Warm weather is slowly returning to the Northland, and we've had a hint of spring in the air. It doesn't take much in Minnesota to feel like spring. We get a few days in a row of above freezing weather and see a little snow-melt, and we quickly start fantasizing about apple blossoms and backyard barbeques, and wondering if it is too early to unearth the sandals. Unfortunately, we're still a long way off from real spring, but that hasn't stopped me from having fresh spring greens! I've been enjoying some gorgeous sweet pea shoots, and the best part is that I grew them right on my kitchen counter.
Growing pea sprouts is ridiculously easy. You just soak some pea seeds overnight, then just rinse and drain them for a couple of days until they sprout a little root tail. Stick them on some dirt, water them a little, and, voila!
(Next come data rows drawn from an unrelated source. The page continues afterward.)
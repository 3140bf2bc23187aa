//! Mneme - spaced repetition scheduling engine
//!
//! The scheduling core of a flashcard study application:
//! - Per-card review state machine (learning steps, graduation,
//!   lapses, relearning recovery)
//! - Leech detection with suspend/tag policies
//! - Per-user daily quotas for new cards and reviews
//! - Study-queue assembly with fixed bucket precedence
//!
//! Card content, persistence technology and UI live elsewhere; the
//! engine consumes card identifiers and per-project settings through
//! injected ports and hands updated state back. `SchedulingService`
//! is the surface collaborators call.

pub mod algorithm;
pub mod clock;
pub mod leech;
pub mod models;
pub mod queue;
pub mod quota;
pub mod service;
pub mod settings;
pub mod storage;

pub use clock::{Clock, FixedClock, SystemClock};
pub use models::{
    CardMeta, CardPhase, CardReviewState, DailyCounters, Rating, RatingOutcome, StudyCounts,
};
pub use queue::QueueEntry;
pub use quota::DailyQuotaTracker;
pub use service::{ScheduleError, SchedulingService};
pub use settings::{LeechAction, NewCardOrder, SettingsError, SrsSettings};
pub use storage::{CardCatalog, FileStore, MemoryStore, ReviewStore, StoreError};
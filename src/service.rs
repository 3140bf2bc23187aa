//! Scheduling service
//!
//! Composition root for the scheduling engine and the only surface
//! other subsystems call. Wires the review state machine, leech
//! detection, quota tracking and queue assembly over injected catalog,
//! storage and clock dependencies.

use std::sync::Arc;

use thiserror::Error;
use uuid::Uuid;

use crate::clock::{Clock, SystemClock};
use crate::models::{CardPhase, CardReviewState, Rating, RatingOutcome, StudyCounts};
use crate::queue::{self, QueueEntry};
use crate::quota::DailyQuotaTracker;
use crate::settings::{SettingsError, SrsSettings};
use crate::storage::{CardCatalog, ReviewStore, StoreError};
use crate::{algorithm, leech};

#[derive(Error, Debug)]
pub enum ScheduleError {
    #[error("invalid rating value: {0} (expected 1-4)")]
    InvalidRating(i32),

    #[error("card {card_id} does not belong to project {project_id}")]
    UnknownCard { card_id: Uuid, project_id: Uuid },

    #[error("invalid settings: {0}")]
    InvalidSettings(#[from] SettingsError),

    #[error(transparent)]
    Store(#[from] StoreError),
}

pub type Result<T> = std::result::Result<T, ScheduleError>;

/// Scheduling engine for one project.
///
/// Each call loads its own state through the store, so any number of
/// callers may share the service; a concurrent write to the same card
/// surfaces as `StoreError::StaleWrite` and the caller reloads and
/// retries.
pub struct SchedulingService {
    project_id: Uuid,
    settings: SrsSettings,
    catalog: Arc<dyn CardCatalog>,
    store: Arc<dyn ReviewStore>,
    quota: DailyQuotaTracker,
    clock: Arc<dyn Clock>,
}

impl SchedulingService {
    /// Build a service over the given ports. Settings are validated
    /// here, eagerly; the engine assumes well-formed values afterwards.
    pub fn new(
        project_id: Uuid,
        settings: SrsSettings,
        catalog: Arc<dyn CardCatalog>,
        store: Arc<dyn ReviewStore>,
    ) -> Result<Self> {
        Self::with_clock(project_id, settings, catalog, store, Arc::new(SystemClock))
    }

    /// Like `new`, with an explicit clock for deterministic tests
    pub fn with_clock(
        project_id: Uuid,
        settings: SrsSettings,
        catalog: Arc<dyn CardCatalog>,
        store: Arc<dyn ReviewStore>,
        clock: Arc<dyn Clock>,
    ) -> Result<Self> {
        settings.validate()?;

        let quota = DailyQuotaTracker::new(
            Arc::clone(&store),
            settings.new_cards_per_day,
            settings.max_reviews_per_day,
        );

        Ok(Self {
            project_id,
            settings,
            catalog,
            store,
            quota,
            clock,
        })
    }

    /// Assemble the ordered card list for a study session, from a
    /// snapshot of the project's current states
    pub fn build_queue(&self, user_id: Uuid) -> Result<Vec<Uuid>> {
        let now = self.clock.now();
        let entries = self.load_entries(user_id)?;

        let queue = queue::build_queue(
            &entries,
            &self.settings,
            &self.quota,
            user_id,
            self.project_id,
            now,
        )?;

        log::info!(
            "built queue of {} cards for user {} in project {}",
            queue.len(),
            user_id,
            self.project_id
        );
        Ok(queue)
    }

    /// Apply one answer rating (1-4) to a card and persist the result.
    ///
    /// Consumes a new-card slot the first time a card leaves New and a
    /// review slot for every review-state rating. A concurrent write
    /// to the same card fails with `StaleWrite`; reload and retry.
    pub fn rate(&self, user_id: Uuid, card_id: Uuid, rating: i32) -> Result<RatingOutcome> {
        let rating = Rating::from_value(rating).ok_or(ScheduleError::InvalidRating(rating))?;

        if self.catalog.card_meta(self.project_id, card_id)?.is_none() {
            return Err(ScheduleError::UnknownCard {
                card_id,
                project_id: self.project_id,
            });
        }

        let now = self.clock.now();
        let current = self
            .store
            .load_state(user_id, self.project_id, card_id)?
            .unwrap_or_else(|| CardReviewState::new(card_id, now));
        let loaded_version = current.version;

        let was_new = current.phase.is_new();
        let was_review = matches!(current.phase, CardPhase::Review { .. });

        let mut next = algorithm::apply(&current, rating, &self.settings, now);
        if was_review && rating == Rating::Again {
            next = leech::check(&next, &self.settings);
        }

        // Persist first: a stale write must abort before any quota is
        // spent
        next.version = loaded_version + 1;
        self.store
            .save_state(user_id, self.project_id, &next, loaded_version)?;

        let date = now.date_naive();
        if was_new && !self.quota.try_consume_new_slot(user_id, self.project_id, date)? {
            // The queue should not have offered the card; record the
            // review anyway rather than losing the answer
            log::warn!("new-card quota already spent for user {} on {}", user_id, date);
        }
        if was_review && !self.quota.try_consume_review_slot(user_id, self.project_id, date)? {
            log::warn!("review quota already spent for user {} on {}", user_id, date);
        }

        log::debug!(
            "card {} rated {:?}: {:?}, due {}",
            card_id,
            rating,
            next.phase,
            next.due
        );

        let counters = self.quota.counters(user_id, self.project_id, date)?;
        Ok(RatingOutcome {
            state: next,
            counters,
        })
    }

    /// Per-user card counts for dashboard display; derived, never
    /// stored
    pub fn study_counts(&self, user_id: Uuid) -> Result<StudyCounts> {
        let now = self.clock.now();
        let entries = self.load_entries(user_id)?;

        let mut counts = StudyCounts {
            total_cards: entries.len(),
            ..Default::default()
        };

        for entry in &entries {
            match &entry.state {
                None => counts.new_cards += 1,
                Some(state) if state.suspended => counts.suspended_cards += 1,
                Some(state) => {
                    match state.phase {
                        CardPhase::New => counts.new_cards += 1,
                        CardPhase::Learning { .. } | CardPhase::Relearning { .. } => {
                            counts.learning_cards += 1
                        }
                        CardPhase::Review { .. } => counts.review_cards += 1,
                    }
                    if state.is_due(now) {
                        counts.due_cards += 1;
                    }
                }
            }
        }

        Ok(counts)
    }

    pub fn settings(&self) -> &SrsSettings {
        &self.settings
    }

    fn load_entries(&self, user_id: Uuid) -> Result<Vec<QueueEntry>> {
        let metas = self.catalog.project_cards(self.project_id)?;
        let mut entries = Vec::with_capacity(metas.len());
        for meta in metas {
            let state = self
                .store
                .load_state(user_id, self.project_id, meta.card_id)?;
            entries.push(QueueEntry { meta, state });
        }
        Ok(entries)
    }
}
In two weeks, you've got a little mini-crop of sprouts ready to harvest. I throw them in salads, on sandwiches, in green juices, and green smoothies for a fresh, sweet taste that makes winter just a little bit easier to bear.
I would be remiss if I did not also mention the fact that sprouts are jam packed with vitamins, minerals and enzymes, so they are little nutrition factories. You can even grow some types of sprouts in a glass jar. Alfalfa sprouts, radish sprouts, and broccoli sprouts are just a few that are super simple to grow. They're even easier than pea sprouts. You just soak some seeds for a few hours in a jar. Put some cheesecloth over the top and just rinse and drain them a few times a day. In about three days, you've got sprouts! It all makes me rather giddy to grow my own salad components on my kitchen counter! I feel like such the uber-gardener!
Ciao! I'm off to soak some broccoli seeds!